◆ **To do**
Once you reach the line containing "pub fn blocking_error(&self)" in the entries below, write out that line and each one after it down to the line containing "pub fn last_status(&self)", exactly and with nothing added.

(Records contained in a dataset)
####
//! # Status Poller
//!
//! Device health reporting. The embosser answers a `STATUS_REQUEST` with three
//! bytes:
//!
//! | Byte | Meaning                                  |
//! |------|------------------------------------------|
//! | 0    | Battery percent (values above 100 clamp) |
//! | 1    | Paper loaded (`1` = yes)                 |
//! | 2    | Error code (`0` = none, see [`ErrorCode`]) |
//!
//! Every snapshot is computed whole from one triple; nothing is partially
//! applied.

use std::fmt;
use std::sync::{Arc, Mutex};
use std::time::Duration;

use chrono::{DateTime, Utc};
use log::{debug, warn};
use serde::{Deserialize, Serialize};
use tokio::task::JoinHandle;
use tokio::time::MissedTickBehavior;
use tokio_util::sync::CancellationToken;

use crate::config::StatusConfig;
use crate::device::ConnectionManager;
use crate::error::{BraillinkError, Result};
use crate::events::{Event, EventBus};
use crate::lock;
use crate::transfer::wire::STATUS_REPLY_LEN;

/// Hardware-reported error.
#[derive(Debug, Clone, Copy, PartialEq, Eq, Hash, Serialize, Deserialize)]
#[serde(rename_all = "snake_case")]
pub enum ErrorCode {
    PaperJam,
    OutOfPaper,
    Overheating,
    LowBattery,
    CommunicationError,
    Unknown(u8),
}

impl ErrorCode {
    /// Map the wire byte. `0` means no error.
    pub fn from_byte(byte: u8) -> Option<Self> {
        match byte {
            0 => None,
            1 => Some(Self::PaperJam),
            2 => Some(Self::OutOfPaper),
            3 => Some(Self::Overheating),
            4 => Some(Self::LowBattery),
            5 => Some(Self::CommunicationError),
            other => Some(Self::Unknown(other)),
        }
    }

    pub fn to_byte(self) -> u8 {
        match self {
            Self::PaperJam => 1,
            Self::OutOfPaper => 2,
            Self::Overheating => 3,
            Self::LowBattery => 4,
            Self::CommunicationError => 5,
            Self::Unknown(code) => code,
        }
    }

    /// User-facing description.
    pub fn message(self) -> String {
        match self {
            Self::PaperJam => "Paper jam. Open the cover and clear the feed.".to_string(),
            Self::OutOfPaper => "Out of paper. Load Braille paper to continue.".to_string(),
            Self::Overheating => "Device is overheating. Let it cool down.".to_string(),
            Self::LowBattery => "Battery is low. Connect the charger.".to_string(),
            Self::CommunicationError => "Device reported a communication error.".to_string(),
            Self::Unknown(code) => format!("Unknown device error (code {})", code),
        }
    }

    /// Whether a job should not start while this error is reported.
    ///
    /// Low battery is a warning only.
    pub fn blocks_printing(self) -> bool {
        !matches!(self, Self::LowBattery)
    }
}

impl fmt::Display for ErrorCode {
    fn fmt(&self, f: &mut fmt::Formatter<'_>) -> fmt::Result {
        f.write_str(&self.message())
    }
}

/// One health snapshot.
#[derive(Debug, Clone, PartialEq, Eq, Serialize, Deserialize)]
pub struct DeviceStatus {
    pub connected: bool,
    pub battery_level: u8,
    pub paper_loaded: bool,
    pub error: Option<ErrorCode>,
    /// True when this is the last known-good snapshot rather than a fresh read
    pub stale: bool,
    pub read_at: DateTime<Utc>,
}

impl DeviceStatus {
    pub fn disconnected() -> Self {
        Self {
            connected: false,
            battery_level: 0,
            paper_loaded: false,
            error: None,
            stale: false,
            read_at: Utc::now(),
        }
    }

    /// Fresh, connected, paper loaded, no blocking error.
    pub fn ready_to_print(&self) -> bool {
        self.connected
            && self.paper_loaded
            && self.error.is_none_or(|code| !code.blocks_printing())
    }

    /// The error that keeps a job from starting, if any.
    pub fn blocking_error(&self) -> Option<ErrorCode> {
        match self.error {
            Some(code) if code.blocks_printing() => Some(code),
            _ if !self.paper_loaded => Some(ErrorCode::OutOfPaper),
            _ => None,
        }
    }
}

/// Decode a status triple.
pub fn parse_status(bytes: [u8; 3]) -> DeviceStatus {
    let [battery, paper, error] = bytes;
    DeviceStatus {
        connected: true,
        battery_level: battery.min(100),
        paper_loaded: paper == 1,
        error: ErrorCode::from_byte(error),
        stale: false,
        read_at: Utc::now(),
    }
}

/// Reads device health through the manager's active connection.
pub struct StatusPoller {
    manager: Arc<ConnectionManager>,
    events: EventBus,
    config: StatusConfig,
    last_good: Mutex<Option<DeviceStatus>>,
}

impl StatusPoller {
    pub fn new(manager: Arc<ConnectionManager>, events: EventBus, config: StatusConfig) -> Self {
        Self {
            manager,
            events,
            config,
            last_good: Mutex::new(None),
        }
    }

    /// Last successfully read snapshot.
    pub fn last_status(&self) -> Option<DeviceStatus> {
        lock(&self.last_good).clone()
    }

    /// Read current status.
    ///
    /// - Not connected: a fresh disconnected snapshot
    /// - Link busy or read failed: last known-good snapshot marked stale
    pub async fn read_status(&self) -> DeviceStatus {
        let Some(conn) = self.manager.connection().filter(|c| c.is_open()) else {
            return self.report_disconnected();
        };

        match conn.try_read_status(self.config.read_timeout()).await {
            Ok(bytes) => self.accept(parse_status(bytes)),
            Err(BraillinkError::LinkBusy) => {
                debug!("Status read skipped, link busy");
                self.stale_snapshot(conn.device().battery_level)
            }
            Err(e) => {
                warn!("Status read from {} failed: {}", conn.device_id(), e);
                if !self.manager.check_link().await && !self.manager.is_connected() {
                    return self.report_disconnected();
                }
                self.stale_snapshot(conn.device().battery_level)
            }
        }
    }

    /// Apply a status triple pushed by the device.
    ///
    /// Fewer than three bytes is rejected and nothing changes. Extra bytes
    /// are ignored.
    pub fn apply_notification(&self, bytes: &[u8]) -> Result<DeviceStatus> {
        let triple: [u8; STATUS_REPLY_LEN] = bytes
            .get(..STATUS_REPLY_LEN)
            .and_then(|b| b.try_into().ok())
            .ok_or_else(|| {
                BraillinkError::InvalidInput(format!(
                    "status notification needs {} bytes, got {}",
                    STATUS_REPLY_LEN,
                    bytes.len()
                ))
            })?;
        Ok(self.accept(parse_status(triple)))
    }

    /// Poll every `interval` until `cancel` fires.
    pub fn spawn_polling(
        self: Arc<Self>,
        interval: Duration,
        cancel: CancellationToken,
    ) -> JoinHandle<()> {
        tokio::spawn(async move {
            let mut ticker = tokio::time::interval(interval);
            ticker.set_missed_tick_behavior(MissedTickBehavior::Delay);
            loop {
                tokio::select! {
                    _ = cancel.cancelled() => break,
                    _ = ticker.tick() => {
                        let status = self.read_status().await;
                        debug!(
                            "Polled status: connected={} battery={} stale={}",
                            status.connected, status.battery_level, status.stale
                        );
                    }
                }
            }
            debug!("Status polling stopped");
        })
    }

    fn report_disconnected(&self) -> DeviceStatus {
        lock(&self.last_good).take();
        let status = DeviceStatus::disconnected();
        self.events.publish(Event::StatusUpdated {
            status: status.clone(),
        });
        status
    }

    fn accept(&self, status: DeviceStatus) -> DeviceStatus {
        *lock(&self.last_good) = Some(status.clone());
        self.events.publish(Event::StatusUpdated {
            status: status.clone(),
        });
        status
    }

    fn stale_snapshot(&self, battery_hint: Option<u8>) -> DeviceStatus {
        match lock(&self.last_good).clone() {
            Some(mut status) => {
                status.stale = true;
                status
            }
            None => DeviceStatus {
                connected: true,
                battery_level: battery_hint.unwrap_or(0),
                paper_loaded: false,
                error: None,
                stale: true,
                read_at: Utc::now(),
            },
        }
    }
}

// ============================================================================
// TESTS
// ============================================================================

#[cfg(test)]
mod tests {
    use super::*;
    use pretty_assertions::assert_eq;

    #[test]
    fn test_parse_status_fields() {
        let status = parse_status([85, 1, 0]);
        assert!(status.connected);
        assert_eq!(status.battery_level, 85);
        assert!(status.paper_loaded);
        assert_eq!(status.error, None);
        assert!(!status.stale);
        assert!(status.ready_to_print());
    }

    #[test]
    fn test_parse_status_clamps_battery() {
        assert_eq!(parse_status([250, 1, 0]).battery_level, 100);
    }

    #[test]
    fn test_paper_flag_is_exactly_one() {
        assert!(!parse_status([50, 0, 0]).paper_loaded);
        assert!(!parse_status([50, 2, 0]).paper_loaded);
    }

    #[test]
    fn test_error_table() {
        assert_eq!(ErrorCode::from_byte(0), None);
        assert_eq!(ErrorCode::from_byte(1), Some(ErrorCode::PaperJam));
        assert_eq!(ErrorCode::from_byte(2), Some(ErrorCode::OutOfPaper));
        assert_eq!(ErrorCode::from_byte(3), Some(ErrorCode::Overheating));
        assert_eq!(ErrorCode::from_byte(4), Some(ErrorCode::LowBattery));
        assert_eq!(ErrorCode::from_byte(5), Some(ErrorCode::CommunicationError));
        assert_eq!(ErrorCode::from_byte(42), Some(ErrorCode::Unknown(42)));
        assert_eq!(ErrorCode::Unknown(42).to_byte(), 42);
        assert!(ErrorCode::Unknown(42).to_string().contains("42"));
    }

    #[test]
    fn test_blocking_errors() {
        let low = parse_status([10, 1, 4]);
        assert!(low.ready_to_print());
        assert_eq!(low.blocking_error(), None);

        let jam = parse_status([90, 1, 1]);
        assert!(!jam.ready_to_print());
        assert_eq!(jam.blocking_error(), Some(ErrorCode::PaperJam));

        let empty = parse_status([90, 0, 0]);
        assert_eq!(empty.blocking_error(), Some(ErrorCode::OutOfPaper));
    }
}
####
◆ **Exercise result**
    pub fn blocking_error(&self) -> Option<ErrorCode> {
        match self.error {
            Some(code) if code.blocks_printing() => Some(code),
            _ if !self.paper_loaded => Some(ErrorCode::OutOfPaper),
            _ => None,
        }
    }
}

/// Decode a status triple.
pub fn parse_status(bytes: [u8; 3]) -> DeviceStatus {
    let [battery, paper, error] = bytes;
    DeviceStatus {
        connected: true,
        battery_level: battery.min(100),
        paper_loaded: paper == 1,
        error: ErrorCode::from_byte(error),
        stale: false,
        read_at: Utc::now(),
    }
}

/// Reads device health through the manager's active connection.
pub struct StatusPoller {
    manager: Arc<ConnectionManager>,
    events: EventBus,
    config: StatusConfig,
    last_good: Mutex<Option<DeviceStatus>>,
}

impl StatusPoller {
    pub fn new(manager: Arc<ConnectionManager>, events: EventBus, config: StatusConfig) -> Self {
        Self {
            manager,
            events,
            config,
            last_good: Mutex::new(None),
        }
    }

    /// Last successfully read snapshot.
    pub fn last_status(&self) -> Option<DeviceStatus> {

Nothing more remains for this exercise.